**Problem**
Only the lines from the start of the entries up to and including the line with "to the left" should be written out, exactly as they stand.

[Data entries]
★ ★ ★ ★ ★
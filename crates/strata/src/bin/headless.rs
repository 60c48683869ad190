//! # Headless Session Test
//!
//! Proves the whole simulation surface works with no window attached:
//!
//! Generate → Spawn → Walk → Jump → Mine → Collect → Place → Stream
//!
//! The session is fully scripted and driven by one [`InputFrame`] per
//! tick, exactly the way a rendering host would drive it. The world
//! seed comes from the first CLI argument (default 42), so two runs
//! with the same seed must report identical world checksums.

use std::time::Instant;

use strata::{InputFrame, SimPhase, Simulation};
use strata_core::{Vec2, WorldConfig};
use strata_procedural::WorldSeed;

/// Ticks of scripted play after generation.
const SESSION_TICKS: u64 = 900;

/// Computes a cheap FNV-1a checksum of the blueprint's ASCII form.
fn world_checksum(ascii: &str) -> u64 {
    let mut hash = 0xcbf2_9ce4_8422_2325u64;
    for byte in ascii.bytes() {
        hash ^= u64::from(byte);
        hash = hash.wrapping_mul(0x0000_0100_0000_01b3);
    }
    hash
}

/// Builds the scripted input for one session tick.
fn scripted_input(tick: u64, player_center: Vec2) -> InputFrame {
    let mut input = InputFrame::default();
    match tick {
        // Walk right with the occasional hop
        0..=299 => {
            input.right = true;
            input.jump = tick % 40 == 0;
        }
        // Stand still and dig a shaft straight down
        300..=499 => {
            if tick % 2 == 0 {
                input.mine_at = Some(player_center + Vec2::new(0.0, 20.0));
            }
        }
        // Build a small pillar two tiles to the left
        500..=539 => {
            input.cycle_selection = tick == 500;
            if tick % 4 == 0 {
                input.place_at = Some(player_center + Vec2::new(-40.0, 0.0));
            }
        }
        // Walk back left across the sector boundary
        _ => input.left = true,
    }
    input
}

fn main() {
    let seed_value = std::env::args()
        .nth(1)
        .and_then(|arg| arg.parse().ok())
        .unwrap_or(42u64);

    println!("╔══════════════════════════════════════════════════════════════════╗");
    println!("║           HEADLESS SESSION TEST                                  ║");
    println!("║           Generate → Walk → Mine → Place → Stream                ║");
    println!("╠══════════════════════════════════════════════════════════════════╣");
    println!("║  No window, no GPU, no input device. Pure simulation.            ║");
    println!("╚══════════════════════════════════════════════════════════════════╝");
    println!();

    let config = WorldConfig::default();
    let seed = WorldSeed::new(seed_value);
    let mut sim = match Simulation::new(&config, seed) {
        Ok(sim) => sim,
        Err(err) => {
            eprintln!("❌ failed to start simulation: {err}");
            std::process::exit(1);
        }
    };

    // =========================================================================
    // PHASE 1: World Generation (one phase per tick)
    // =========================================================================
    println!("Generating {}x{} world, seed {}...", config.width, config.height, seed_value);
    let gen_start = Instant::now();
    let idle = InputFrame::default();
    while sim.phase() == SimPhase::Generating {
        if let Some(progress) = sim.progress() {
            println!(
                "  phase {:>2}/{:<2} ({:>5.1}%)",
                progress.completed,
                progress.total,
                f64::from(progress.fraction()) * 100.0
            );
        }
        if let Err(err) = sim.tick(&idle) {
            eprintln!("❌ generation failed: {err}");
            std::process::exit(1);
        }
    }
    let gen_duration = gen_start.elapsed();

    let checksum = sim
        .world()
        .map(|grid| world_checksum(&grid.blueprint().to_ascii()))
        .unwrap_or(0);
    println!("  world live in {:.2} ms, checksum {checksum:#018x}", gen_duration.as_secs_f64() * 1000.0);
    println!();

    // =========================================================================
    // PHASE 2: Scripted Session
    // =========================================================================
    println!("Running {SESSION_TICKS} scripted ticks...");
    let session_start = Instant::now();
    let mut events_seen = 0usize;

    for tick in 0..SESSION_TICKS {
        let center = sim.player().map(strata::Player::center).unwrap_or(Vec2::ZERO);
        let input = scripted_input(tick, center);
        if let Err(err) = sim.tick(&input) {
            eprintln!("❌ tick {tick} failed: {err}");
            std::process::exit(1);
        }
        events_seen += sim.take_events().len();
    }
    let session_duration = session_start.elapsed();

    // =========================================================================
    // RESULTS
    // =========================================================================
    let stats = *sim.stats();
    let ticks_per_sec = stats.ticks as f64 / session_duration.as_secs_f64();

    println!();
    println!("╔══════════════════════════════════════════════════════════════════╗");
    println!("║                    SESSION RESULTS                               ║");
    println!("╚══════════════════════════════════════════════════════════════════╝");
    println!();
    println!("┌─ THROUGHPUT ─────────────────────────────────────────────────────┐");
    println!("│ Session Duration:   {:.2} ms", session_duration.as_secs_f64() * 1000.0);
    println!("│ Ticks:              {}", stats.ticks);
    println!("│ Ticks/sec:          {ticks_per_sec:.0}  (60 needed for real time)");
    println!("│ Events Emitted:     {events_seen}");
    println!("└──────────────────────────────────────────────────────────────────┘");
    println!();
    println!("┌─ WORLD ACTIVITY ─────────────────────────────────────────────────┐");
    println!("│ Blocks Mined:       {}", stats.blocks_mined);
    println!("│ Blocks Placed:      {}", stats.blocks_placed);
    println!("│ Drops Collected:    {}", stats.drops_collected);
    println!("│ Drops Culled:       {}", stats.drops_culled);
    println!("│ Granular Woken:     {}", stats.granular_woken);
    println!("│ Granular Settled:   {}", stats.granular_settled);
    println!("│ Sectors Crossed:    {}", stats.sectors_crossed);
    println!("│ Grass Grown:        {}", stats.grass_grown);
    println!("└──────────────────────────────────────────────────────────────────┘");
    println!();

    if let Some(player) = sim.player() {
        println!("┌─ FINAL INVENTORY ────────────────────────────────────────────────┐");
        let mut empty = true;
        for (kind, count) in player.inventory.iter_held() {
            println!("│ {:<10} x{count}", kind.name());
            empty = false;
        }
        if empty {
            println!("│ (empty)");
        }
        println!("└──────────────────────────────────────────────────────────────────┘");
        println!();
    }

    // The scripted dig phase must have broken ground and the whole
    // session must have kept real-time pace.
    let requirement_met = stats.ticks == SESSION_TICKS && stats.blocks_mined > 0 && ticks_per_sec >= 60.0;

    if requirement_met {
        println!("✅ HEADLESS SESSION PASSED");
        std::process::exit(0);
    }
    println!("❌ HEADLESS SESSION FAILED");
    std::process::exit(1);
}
★ ★ ★ ★ ★
**Answer to this exercise**
filename crates/strata/src/bin/headless.rs
repository 60c48683869ad190
//! # Headless Session Test
//!
//! Proves the whole simulation surface works with no window attached:
//!
//! Generate → Spawn → Walk → Jump → Mine → Collect → Place → Stream
//!
//! The session is fully scripted and driven by one [`InputFrame`] per
//! tick, exactly the way a rendering host would drive it. The world
//! seed comes from the first CLI argument (default 42), so two runs
//! with the same seed must report identical world checksums.

use std::time::Instant;

use strata::{InputFrame, SimPhase, Simulation};
use strata_core::{Vec2, WorldConfig};
use strata_procedural::WorldSeed;

/// Ticks of scripted play after generation.
const SESSION_TICKS: u64 = 900;

/// Computes a cheap FNV-1a checksum of the blueprint's ASCII form.
fn world_checksum(ascii: &str) -> u64 {
    let mut hash = 0xcbf2_9ce4_8422_2325u64;
    for byte in ascii.bytes() {
        hash ^= u64::from(byte);
        hash = hash.wrapping_mul(0x0000_0100_0000_01b3);
    }
    hash
}

/// Builds the scripted input for one session tick.
fn scripted_input(tick: u64, player_center: Vec2) -> InputFrame {
    let mut input = InputFrame::default();
    match tick {
        // Walk right with the occasional hop
        0..=299 => {
            input.right = true;
            input.jump = tick % 40 == 0;
        }
        // Stand still and dig a shaft straight down
        300..=499 => {
            if tick % 2 == 0 {
                input.mine_at = Some(player_center + Vec2::new(0.0, 20.0));
            }
        }
        // Build a small pillar two tiles to the left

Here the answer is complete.